17/05/2017 as 08h51 (Atualizado em 19/04/2018 as 10h12). Redação | Portal Brasil

A lista das Denominações Comuns Brasileiras (DCB) foi atualizada com 19 novas substâncias entre produtos biológicos, princípios ativos, excipientes e plantas de interesse da indústria farmacêutica.

A atualização da lista é uma rotina da Agência Nacional de Vigilância Sanitária (Anvisa), mas desta vez a alteração chamou a atenção pela inclusão da Cannabis Sativa L., a maconha.

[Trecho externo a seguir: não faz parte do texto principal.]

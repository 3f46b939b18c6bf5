use axum::{
    http::StatusCode,
    response::{IntoResponse, Response},
};
use tracing::error;

use crate::assets::ResourceError;
use crate::leases::LeaseError;
use crate::responses::{error_response, range_not_satisfiable};

/// Every way a download request can be refused.
#[derive(Debug, thiserror::Error)]
pub(crate) enum DownloadError {
    #[error("no token supplied")]
    NoToken,
    #[error("token is not valid")]
    TokenInvalid,
    #[error("download already completed")]
    AlreadyCompleted,
    #[error("download in progress in another session")]
    InProgress,
    #[error("range not satisfiable for {len} bytes")]
    RangeNotSatisfiable { len: u64 },
    #[error(transparent)]
    Resource(#[from] ResourceError),
    #[error("storage failure: {0}")]
    Storage(#[source] anyhow::Error),
}

impl DownloadError {
    pub(crate) fn status(&self) -> StatusCode {
        match self {
            DownloadError::NoToken | DownloadError::TokenInvalid => StatusCode::BAD_REQUEST,
            DownloadError::AlreadyCompleted => StatusCode::FORBIDDEN,
            DownloadError::InProgress => StatusCode::CONFLICT,
            DownloadError::RangeNotSatisfiable { .. } => StatusCode::RANGE_NOT_SATISFIABLE,
            DownloadError::Resource(_) | DownloadError::Storage(_) => {
                StatusCode::INTERNAL_SERVER_ERROR
            }
        }
    }

    pub(crate) fn code(&self) -> &'static str {
        match self {
            DownloadError::NoToken => "NO_TOKEN",
            DownloadError::TokenInvalid => "TOKEN_INVALID",
            DownloadError::AlreadyCompleted => "DOWNLOAD_ALREADY_COMPLETED",
            DownloadError::InProgress => "DOWNLOAD_IN_PROGRESS",
            DownloadError::RangeNotSatisfiable { .. } => "RANGE_NOT_SATISFIABLE",
            DownloadError::Resource(ResourceError::Empty(_)) => "RESOURCE_EMPTY",
            DownloadError::Resource(_) => "RESOURCE_NOT_FOUND",
            DownloadError::Storage(_) => "INTERNAL",
        }
    }
}

impl From<LeaseError> for DownloadError {
    fn from(err: LeaseError) -> Self {
        match err {
            LeaseError::TokenNotFound => DownloadError::TokenInvalid,
            LeaseError::TokenAlreadyCompleted => DownloadError::AlreadyCompleted,
            LeaseError::TokenLocked => DownloadError::InProgress,
            LeaseError::Storage(err) => DownloadError::Storage(err),
        }
    }
}

impl IntoResponse for DownloadError {
    fn into_response(self) -> Response {
        match &self {
            DownloadError::RangeNotSatisfiable { len } => return range_not_satisfiable(*len),
            DownloadError::Resource(err) => error!(error = %err, "asset unavailable"),
            DownloadError::Storage(err) => error!(error = %err, "token store failure"),
            _ => {}
        }
        error_response(self.status(), self.code())
    }
}
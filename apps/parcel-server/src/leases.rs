use parcel_core::{ByteRange, CoverageSet, ReleaseOutcome};
use parcel_kernel::{AcquireOutcome, Kernel, Lease, ReleaseResult};
use sha2::{Digest, Sha256};

#[derive(Debug, thiserror::Error)]
pub(crate) enum LeaseError {
    #[error("token not found")]
    TokenNotFound,
    #[error("token already completed")]
    TokenAlreadyCompleted,
    #[error("token is held by another session")]
    TokenLocked,
    #[error(transparent)]
    Storage(#[from] anyhow::Error),
}

/// Per-token mutual exclusion on top of the kernel's conditional writes.
#[derive(Clone)]
pub(crate) struct LeaseManager {
    kernel: Kernel,
}

impl LeaseManager {
    pub(crate) fn new(kernel: Kernel) -> Self {
        Self { kernel }
    }

    pub(crate) async fn try_acquire(&self, token: &str) -> Result<Lease, LeaseError> {
        match self.kernel.try_acquire_async(token).await? {
            AcquireOutcome::Acquired(lease) => Ok(lease),
            AcquireOutcome::NotFound => Err(LeaseError::TokenNotFound),
            AcquireOutcome::AlreadyCompleted => Err(LeaseError::TokenAlreadyCompleted),
            AcquireOutcome::Locked => Err(LeaseError::TokenLocked),
        }
    }

    /// Merge the delivered interval while the lease is still current.
    /// `None` means another path already resolved the lease.
    pub(crate) async fn record_delivery(
        &self,
        lease: &Lease,
        delivered: Option<ByteRange>,
    ) -> anyhow::Result<Option<CoverageSet>> {
        self.kernel
            .record_coverage_async(&lease.token, &lease.lease_id, delivered)
            .await
    }

    pub(crate) async fn release(
        &self,
        lease: &Lease,
        outcome: ReleaseOutcome,
    ) -> anyhow::Result<ReleaseResult> {
        self.kernel
            .release_async(&lease.token, &lease.lease_id, outcome)
            .await
    }
}

/// Short stable fingerprint for logging a token without exposing it.
pub(crate) fn token_tag(token: &str) -> String {
    let digest = Sha256::digest(token.as_bytes());
    hex::encode(&digest[..6])
}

A inclusão, no entanto, não altera as regras para importação de medicamentos com canabidiol ou outros extratos da maconha. A medida também não é uma autorização ou reconhecimento da Cannabis como planta medicinal. Isso porque a DCB é uma lista de nomes oficiais para todas as substâncias que são ou podem vir a ser de interesse da indústria farmacêutica no Brasil.

Como funciona

A lista define os nomes oficiais de uma série de substâncias para que a Anvisa e os fabricantes de medicamentos falem a mesma língua. Se um fabricante, por exemplo, pedir o registro de um medicamento, as substâncias precisam aparecer na lista para que o fabricante faça o pedido e a Anvisa inicie a análise, independentemente do resultado. Ou seja, qualquer processo só começa a ser analisado se a substância já constar na lista.

 

Medicamento com Cannabis

O medicamento registrado no Brasil é o Mevatyl, que contém substâncias extraídas da Cannabis, mas não a planta em si. Ou seja, o Mevatyl é obtido a partir de extratos isolados da Cannabis. A planta não estava na lista DCB ainda.

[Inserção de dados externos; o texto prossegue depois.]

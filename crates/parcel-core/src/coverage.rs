//! Delivered-byte accounting for a single token.
//!
//! A [`CoverageSet`] holds the bytes confirmed delivered to a client as a
//! sorted list of disjoint ranges. Overlapping and adjacent ranges are always
//! merged, so for neighbours `a, b` it holds that `a.end + 1 < b.start`.

use serde::{Deserialize, Serialize};

use crate::range::ByteRange;

#[derive(Debug, Clone, Default, PartialEq, Eq, Serialize, Deserialize)]
#[serde(transparent)]
pub struct CoverageSet {
    ranges: Vec<ByteRange>,
}

impl CoverageSet {
    pub fn new() -> Self {
        Self::default()
    }

    /// Build a set from arbitrary ranges, merging as needed.
    pub fn from_ranges<I>(ranges: I) -> Self
    where
        I: IntoIterator<Item = ByteRange>,
    {
        let mut set = Self::new();
        for range in ranges {
            set.add(range);
        }
        set
    }

    /// Insert `range`, merging it with every overlapping or adjacent interval.
    ///
    /// Returns true when the set grew.
    pub fn add(&mut self, range: ByteRange) -> bool {
        let before = self.total_covered();
        let mut merged = Vec::with_capacity(self.ranges.len() + 1);
        let mut current = range;
        let mut placed = false;

        for existing in self.ranges.iter().copied() {
            if existing.end.saturating_add(1) < current.start {
                merged.push(existing);
            } else if current.end.saturating_add(1) < existing.start {
                if !placed {
                    merged.push(current);
                    placed = true;
                }
                merged.push(existing);
            } else {
                current = ByteRange {
                    start: current.start.min(existing.start),
                    end: current.end.max(existing.end),
                };
            }
        }
        if !placed {
            merged.push(current);
        }

        self.ranges = merged;
        self.total_covered() != before
    }

    /// Sum of the lengths of all intervals.
    pub fn total_covered(&self) -> u64 {
        self.ranges.iter().map(ByteRange::len).sum()
    }

    /// True iff the set is exactly `[[0, len-1]]`.
    pub fn is_fully_covered(&self, len: u64) -> bool {
        match self.ranges.as_slice() {
            [only] => ByteRange::full(len) == Some(*only),
            _ => false,
        }
    }

    /// Gaps of `[0, len-1]` that have not been delivered yet.
    pub fn missing(&self, len: u64) -> Vec<ByteRange> {
        let mut gaps = Vec::new();
        let mut cursor = 0u64;
        for range in &self.ranges {
            if range.start >= len {
                break;
            }
            if range.start > cursor {
                gaps.push(ByteRange {
                    start: cursor,
                    end: range.start - 1,
                });
            }
            cursor = range.end.saturating_add(1);
        }
        if cursor < len {
            gaps.push(ByteRange {
                start: cursor,
                end: len - 1,
            });
        }
        gaps
    }

    pub fn ranges(&self) -> &[ByteRange] {
        &self.ranges
    }

    pub fn is_empty(&self) -> bool {
        self.ranges.is_empty()
    }

    pub fn len(&self) -> usize {
        self.ranges.len()
    }
}
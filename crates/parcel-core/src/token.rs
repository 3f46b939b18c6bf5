use chrono::{DateTime, Utc};
use serde::{Deserialize, Serialize};

use crate::coverage::CoverageSet;

/// Lifecycle state of a download token.
///
/// Transitions only run `Issued|Paused -> Locked -> {Paused, Completed}`.
#[derive(Clone, Copy, Debug, Serialize, Deserialize, PartialEq, Eq, Hash)]
#[serde(rename_all = "snake_case")]
pub enum TokenState {
    Issued,
    Locked,
    Paused,
    Completed,
}

impl TokenState {
    pub fn as_str(&self) -> &'static str {
        match self {
            TokenState::Issued => "issued",
            TokenState::Locked => "locked",
            TokenState::Paused => "paused",
            TokenState::Completed => "completed",
        }
    }

    pub fn from_slug(value: &str) -> Option<Self> {
        match value.trim().to_ascii_lowercase().as_str() {
            "issued" => Some(TokenState::Issued),
            "locked" => Some(TokenState::Locked),
            "paused" => Some(TokenState::Paused),
            "completed" => Some(TokenState::Completed),
            _ => None,
        }
    }
}

impl std::fmt::Display for TokenState {
    fn fmt(&self, f: &mut std::fmt::Formatter<'_>) -> std::fmt::Result {
        f.write_str(self.as_str())
    }
}

/// Terminal state requested when a lease is given back.
#[derive(Clone, Copy, Debug, PartialEq, Eq)]
pub enum ReleaseOutcome {
    Paused,
    Completed,
}

impl ReleaseOutcome {
    pub fn state(&self) -> TokenState {
        match self {
            ReleaseOutcome::Paused => TokenState::Paused,
            ReleaseOutcome::Completed => TokenState::Completed,
        }
    }
}

/// Persisted token record.
#[derive(Clone, Debug, Serialize, Deserialize, PartialEq)]
pub struct DownloadToken {
    pub token: String,
    pub recipient: String,
    pub asset_id: String,
    pub state: TokenState,
    pub coverage: CoverageSet,
    #[serde(skip_serializing_if = "Option::is_none")]
    pub lease_id: Option<String>,
    #[serde(skip_serializing_if = "Option::is_none")]
    pub completed_at: Option<DateTime<Utc>>,
    #[serde(skip_serializing_if = "Option::is_none")]
    pub notified_at: Option<DateTime<Utc>>,
    pub created: DateTime<Utc>,
    pub updated: DateTime<Utc>,
}
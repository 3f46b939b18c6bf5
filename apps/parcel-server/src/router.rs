use axum::{routing::get, Router};

use crate::{api, AppState};

pub(crate) mod paths {
    pub const HEALTHZ: &str = "/healthz";
    pub const DOWNLOAD: &str = "/download";
    pub const DOWNLOAD_STATUS: &str = "/download/status";
}

/// All routes. `GET` handlers also answer `HEAD`.
pub(crate) fn build() -> Router<AppState> {
    Router::new()
        .route(paths::HEALTHZ, get(api::meta::healthz))
        .route(paths::DOWNLOAD, get(api::download::download))
        .route(paths::DOWNLOAD_STATUS, get(api::download::download_status))
}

A Cannabis não foi reconhecida como planta medicinal. Para que isso aconteça seria necessário que uma empresa apresentasse um pedido para registro de um medicamento feito com a planta em si e isso ainda não aconteceu. O registro do medicamento não analisa apenas as substâncias utilizadas, mas todo o processo de extração, síntese e produção do produto. É isso que vai garantir que o produto gere os efeitos desejados de tratamento.

A DCB é apenas a lista de nomes oficiais. A Farmacopeia é um compêndio de monografias que detalham a forma de fabricação de um medicamento e seus padrões de qualidade para que possam ser registrados no Brasil. A DCB foi atualizada pela resolução RDC 156/2015.